Steps a notification goes through in ATC

 

Request decoration
One of the first steps in the ATC process is getting the metadata needed to make a notification decision. This metadata may include the member’s historical notification profile, the devices they have the LinkedIn app installed on, and their notification settings. ATC gets this information from multiple local stores (RocksDB) and from external services. ATC will also log the current notification request to help continue to build the member’s historical notification profile.

Channel selection
As mentioned previously, LinkedIn can notify members through multiple channels: email, SMS, desktop notification, in-app notification, and push notification. While most members use the LinkedIn app, LinkedIn also has a number of other apps in its mobile ecosystem (e.g., LinkedIn Lite, LinkedIn Sales Navigator, etc.). ATC ensures the notification gets sent through the best channel and app to create the best possible member experience. This decision is made based on various factors, including business logic, member settings, and relevance models predicting a member’s click and notification disable rate on the fly. For example, if a member has the app installed and enables push for “Updates about your network,” ATC will begin to send push notifications instead of emails for notifications about their network activity.

Aggregation
Receiving excessive notifications is annoying. No one wants to open their email and see hundreds of individual emails from LinkedIn. Based on a member’s historical notification profile, ATC can delay specific notifications, place them in a notifications queue via RocksDB, and then send a group of notifications together as one notification at a later time. For example, if ATC schedules a number of member-to-member invitation reminders to be sent in a week, ATC will group these reminders together and send them in one email.
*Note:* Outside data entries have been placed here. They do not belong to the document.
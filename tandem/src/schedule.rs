//! Per-simulator step queue and wake signals.

use std::collections::BTreeSet;
use std::sync::Mutex;
use std::sync::atomic::{AtomicBool, Ordering};
use tandem_types::TieredTime;
use tokio::sync::Notify;

/// The queue of pending step times for one simulator, together with
/// the signals other tasks use to wake it.
///
/// Steps are deduplicated; times that have fallen behind the
/// simulator's progress collapse onto it when taken. The three signals
/// are: *step queued* (wakes an idle task), *earlier step* (makes a
/// task re-evaluate which step it is waiting to run), and *release*
/// (deadlock resolution: proceed even though dependencies look
/// unsatisfied).
#[derive(Debug, Default)]
pub struct StepSchedule {
    times: Mutex<BTreeSet<TieredTime>>,
    step_queued: Notify,
    earlier_step: Notify,
    release: Notify,
    released: AtomicBool,
}

impl StepSchedule {
    /// An empty schedule.
    pub fn new() -> Self {
        Self::default()
    }

    /// Queue a step and wake the owner if it is idle.
    pub fn push(&self, time: TieredTime) {
        self.times.lock().expect("schedule poisoned").insert(time);
        self.step_queued.notify_one();
    }

    /// The next step candidate at or after `progress`, without
    /// consuming it. Stale entries collapse onto `progress`.
    pub fn next_after(&self, progress: &TieredTime) -> Option<TieredTime> {
        let times = self.times.lock().expect("schedule poisoned");
        times
            .iter()
            .next()
            .map(|first| first.clone().max(progress.clone()))
    }

    /// Drop every queued entry at or before `time` — called once the
    /// step at `time` ran and subsumed them.
    pub fn consume_through(&self, time: &TieredTime) {
        let mut times = self.times.lock().expect("schedule poisoned");
        while let Some(first) = times.first() {
            if first <= time {
                times.pop_first();
            } else {
                break;
            }
        }
    }

    /// True when no step is queued.
    pub fn is_empty(&self) -> bool {
        self.times.lock().expect("schedule poisoned").is_empty()
    }

    /// Wait until a step is queued (or the signal is fired for any
    /// other reason; callers re-check their state after waking).
    pub async fn step_queued(&self) {
        self.step_queued.notified().await;
    }

    /// Wake the owner so it re-checks its schedule and termination
    /// condition.
    pub fn wake(&self) {
        self.step_queued.notify_one();
    }

    /// Signal that an earlier step than the one being waited on
    /// arrived.
    pub async fn earlier_step(&self) {
        self.earlier_step.notified().await;
    }

    /// Fire the earlier-step signal.
    pub fn interrupt(&self) {
        self.earlier_step.notify_one();
    }

    /// Arm the release signal: the owner proceeds with its current
    /// step despite unsatisfied dependencies.
    pub fn release(&self) {
        self.released.store(true, Ordering::SeqCst);
        self.release.notify_one();
    }

    /// Disarm a stale release before waiting on dependencies.
    pub fn clear_release(&self) {
        self.released.store(false, Ordering::SeqCst);
    }

    /// Wait for a release; returns only when one was armed after the
    /// last [`clear_release`](Self::clear_release).
    pub async fn released(&self) {
        loop {
            if self.released.swap(false, Ordering::SeqCst) {
                return;
            }
            self.release.notified().await;
        }
    }
}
Aggregation rules can be defined via business logic, relevance scores, and member settings (e.g., weekly digest emails). In addition, within the aggregated notifications, we are able to rank these notifications and surface the most relevant or important ones to the top by leveraging relevance signals, which ATC stores from offline push jobs.

Delivery time optimization (DTO)
When requests are placed in the notification queue, we can optimize for when the best time to deliver this notification is. ATC leverages the member locale information and will send the notification at a time when the member is most likely to engage with it. For example, we don’t want to send a member a notification about who’s viewed their profile while they are sleeping, but we may want members to have the Daily Rundown first thing in the morning or during their commute to work.  

Reminder
At times, we may want to remind a member about a new job opportunity or important connection request. If the member hasn’t clicked on the notification or item in LinkedIn, ATC may send a reminder notification at a later time to remind the member about this opportunity.

Filtering
Filtering is the guardrail for a member’s notification experience. To provide our members with the best possible experience when interacting with LinkedIn, we may want to prevent some notifications from being sent. A couple of reasons we might block a notification from being sent to a member include:

  • Member has already interacted (e.g., liked, commented, etc.) with the content on-site.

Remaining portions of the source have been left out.